XXXIII DOMENICA TEMPO ORDINARIO

Gesù racconta la parabola dei talenti per mostrare a tutti che il Padre ha fiducia in noi e ci affida qualcosa che è suo, che è prezioso, i talenti, una quantità enorme di denaro (un talento = oltre 30 Kg d’oro, un milione di euro). Nel Vangelo ci sono i servi che accolgono la fiducia del padrone e investono quel denaro per procurarne altrettanto mostrando in questo modo la loro fedeltà, la loro responsabilità e il loro legame con il padrone. Mentre c’è chi per paura non fa niente e sotterra il talento. In questo modo, il terzo servo si sgancia dalla linea di fiducia e di relazione che è richiesta dal padrone. Questo comportamento è egoistico perché asseconda la sola finalità rivolta verso se stessi, denotando indifferenza verso il compito affidatogli e non c’è in alcun modo la prospettiva dell’impegno, c’è solo pigrizia. Trasportando la parabola ai nostri giorni, se pur è cambiato l’uso e il significato della parola talento, da moneta a doni e qualità personali, l’importante è riconoscerli provenienti da Dio e a Lui dovremmo renderne conto. Così chi utilizza questi doni mettendoli in gioco, impegnandosi e partecipandoli anche agli altri, in poche parole lavorando (la donna forte della prima lettura), aumenta i benefici che da questo comportamento ne deriva; chi invece non mette in gioco le proprie doti o capacità nell’affrontare la realtà di ogni giorno, pensando solo a sé stesso e non avendo nulla da spartire né con gli altri né con Dio, è come se sotterrasse quei beni, nascondendoli alla vista di tutti e rendendoli infruttuosi. Soprattutto è decisivo riconoscere che questi doni non sono “nostri”, ma provengono da Dio, costituiscono un bagaglio, una dote di partenza per vivere la propria vita immersi in quella ricchezza morale e spirituale che mai dobbiamo perdere, ma sempre migliorare e aumentare.
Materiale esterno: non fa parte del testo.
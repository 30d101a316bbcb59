//! Scripted collaborators shared by the unit tests.

use std::{
    collections::VecDeque,
    io,
    path::PathBuf,
    sync::{Arc, Mutex},
    time::Duration,
};

use async_trait::async_trait;
use ethers::{
    abi::{self, Token},
    types::{Address, Bytes, H160, H256, U256},
};

use crate::{
    checkpoint::{CheckpointError, CheckpointRecord, CheckpointStore},
    decoder::EventKind,
    provider::{ChainQuery, ChainQueryError},
    types::{EventRecord, EventSink, RawLog, Receipt},
};

/// A chain whose head follows a script. Once the script runs out the last
/// head is repeated; with no head at all, head queries fail.
#[derive(Default)]
pub(crate) struct FakeChain {
    heads: Mutex<VecDeque<u64>>,
    last_head: Mutex<Option<u64>>,
    logs: Mutex<Vec<RawLog>>,
    ranges: Mutex<Vec<(u64, u64)>>,
    failing_filters: Mutex<usize>,
    filter_delay: Mutex<Option<Duration>>,
    receipt: Mutex<Option<Receipt>>,
}

impl FakeChain {
    pub(crate) const CONTRACT: Address = H160([0xaa; 20]);

    pub(crate) fn with_heads(heads: impl IntoIterator<Item = u64>) -> Self {
        Self {
            heads: Mutex::new(heads.into_iter().collect()),
            ..Default::default()
        }
    }

    pub(crate) fn push_head(&self, head: u64) {
        self.heads.lock().unwrap().push_back(head);
    }

    pub(crate) fn push_log(&self, log: RawLog) {
        self.logs.lock().unwrap().push(log);
    }

    pub(crate) fn fail_next_filters(&self, count: usize) {
        *self.failing_filters.lock().unwrap() = count;
    }

    pub(crate) fn delay_filters(&self, delay: Duration) {
        *self.filter_delay.lock().unwrap() = Some(delay);
    }

    pub(crate) fn set_receipt(&self, receipt: Receipt) {
        *self.receipt.lock().unwrap() = Some(receipt);
    }

    /// Every range passed to `filter_logs`, failed calls included.
    pub(crate) fn ranges(&self) -> Vec<(u64, u64)> {
        self.ranges.lock().unwrap().clone()
    }

    pub(crate) fn log_at(block: u64, topics: Vec<H256>, data: Vec<u8>) -> RawLog {
        RawLog {
            address: Self::CONTRACT,
            block_number: Some(block),
            tx_hash: Some(H256::random()),
            topics,
            data: Bytes::from(data),
        }
    }
}

pub(crate) fn asset_log(block: u64, kind: EventKind, id: u64) -> RawLog {
    FakeChain::log_at(
        block,
        vec![kind.topic()],
        abi::encode(&[Token::Uint(U256::from(id)), Token::Bool(true)]),
    )
}

fn unavailable(call: &'static str) -> ChainQueryError {
    ChainQueryError::Timeout {
        call,
        timeout: Duration::from_secs(30),
    }
}

#[async_trait]
impl ChainQuery for FakeChain {
    async fn head_block(&self) -> Result<u64, ChainQueryError> {
        let next = self.heads.lock().unwrap().pop_front();
        let mut last_head = self.last_head.lock().unwrap();
        if let Some(head) = next {
            *last_head = Some(head);
        }
        last_head.ok_or_else(|| unavailable("eth_blockNumber"))
    }

    async fn filter_logs(
        &self,
        address: Address,
        _topics: &[H256],
        from_block: u64,
        to_block: u64,
    ) -> Result<Vec<RawLog>, ChainQueryError> {
        self.ranges.lock().unwrap().push((from_block, to_block));

        let delay = *self.filter_delay.lock().unwrap();
        if let Some(delay) = delay {
            tokio::time::sleep(delay).await;
        }

        {
            let mut failing = self.failing_filters.lock().unwrap();
            if *failing > 0 {
                *failing -= 1;
                return Err(unavailable("eth_getLogs"));
            }
        }

        Ok(self
            .logs
            .lock()
            .unwrap()
            .iter()
            .filter(|log| log.address == address)
            .filter(|log| {
                log.block_number
                    .map_or(false, |block| (from_block..=to_block).contains(&block))
            })
            .cloned()
            .collect())
    }

    async fn receipt_for(&self, tx_hash: H256) -> Result<Receipt, ChainQueryError> {
        self.receipt
            .lock()
            .unwrap()
            .clone()
            .ok_or(ChainQueryError::ReceiptNotFound(tx_hash))
    }
}

#[derive(Default)]
pub(crate) struct RecordingSink {
    records: Mutex<Vec<EventRecord>>,
    stopped: Mutex<Vec<Address>>,
}

impl RecordingSink {
    pub(crate) fn records(&self) -> Vec<EventRecord> {
        self.records.lock().unwrap().clone()
    }

    pub(crate) fn stopped(&self) -> Vec<Address> {
        self.stopped.lock().unwrap().clone()
    }
}

#[async_trait]
impl EventSink for RecordingSink {
    async fn dispatch(&self, record: EventRecord) {
        self.records.lock().unwrap().push(record);
    }

    async fn on_stopped(&self, contract_address: Address) {
        self.stopped.lock().unwrap().push(contract_address);
    }
}

/// A checkpoint store that is always down.
pub(crate) struct FailingStore;

#[async_trait]
impl CheckpointStore for FailingStore {
    async fn save(&self, _record: &CheckpointRecord) -> Result<(), CheckpointError> {
        Err(CheckpointError::Io {
            path: PathBuf::from("unavailable"),
            source: std::io::Error::new(std::io::ErrorKind::Other, "store down"),
        })
    }

    async fn load_latest(
        &self,
        _contract_address: Address,
    ) -> Result<Option<CheckpointRecord>, CheckpointError> {
        Err(CheckpointError::Io {
            path: PathBuf::from("unavailable"),
            source: std::io::Error::new(std::io::ErrorKind::Other, "store down"),
        })
    }
}

/// Formatted log output collected while its guard is installed.
#[derive(Clone, Default)]
pub(crate) struct LogCapture(Arc<Mutex<Vec<u8>>>);

impl LogCapture {
    /// Routes every event on the current thread into this capture until the
    /// guard is dropped.
    pub(crate) fn install(&self) -> tracing::subscriber::DefaultGuard {
        let writer = self.clone();
        let subscriber = tracing_subscriber::fmt()
            .with_ansi(false)
            .with_max_level(tracing::Level::TRACE)
            .with_writer(move || writer.clone())
            .finish();
        tracing::subscriber::set_default(subscriber)
    }

    pub(crate) fn lines(&self) -> Vec<String> {
        String::from_utf8_lossy(&self.0.lock().unwrap())
            .lines()
            .map(str::to_owned)
            .collect()
    }
}

impl io::Write for LogCapture {
    fn write(&mut self, buf: &[u8]) -> io::Result<usize> {
        self.0.lock().unwrap().extend_from_slice(buf);
        Ok(buf.len())
    }

    fn flush(&mut self) -> io::Result<()> {
        Ok(())
    }
}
C’è una missione affidataci, la portiamo avanti?  Se ci comportiamo come l’ultimo servo verrà meno la realizzazione di quella condizione di gioia che il padrone condivide con i suoi servi fedeli. Verrà rallentata e ostacolata quella crescita nella fede che fa parte della missione cristiana: portare l’amore di Cristo a tutti, manifestare la nostra solidarietà e vicinanza alle persone. Nel disegno di Dio c’è quello di farci partecipare alla sua gioia, quella vera, quella che ci fa entrare attraverso la dinamica del dono, dell’impegno e dell’atto di fede, nel cuore stesso di Dio. Su, a lavoro!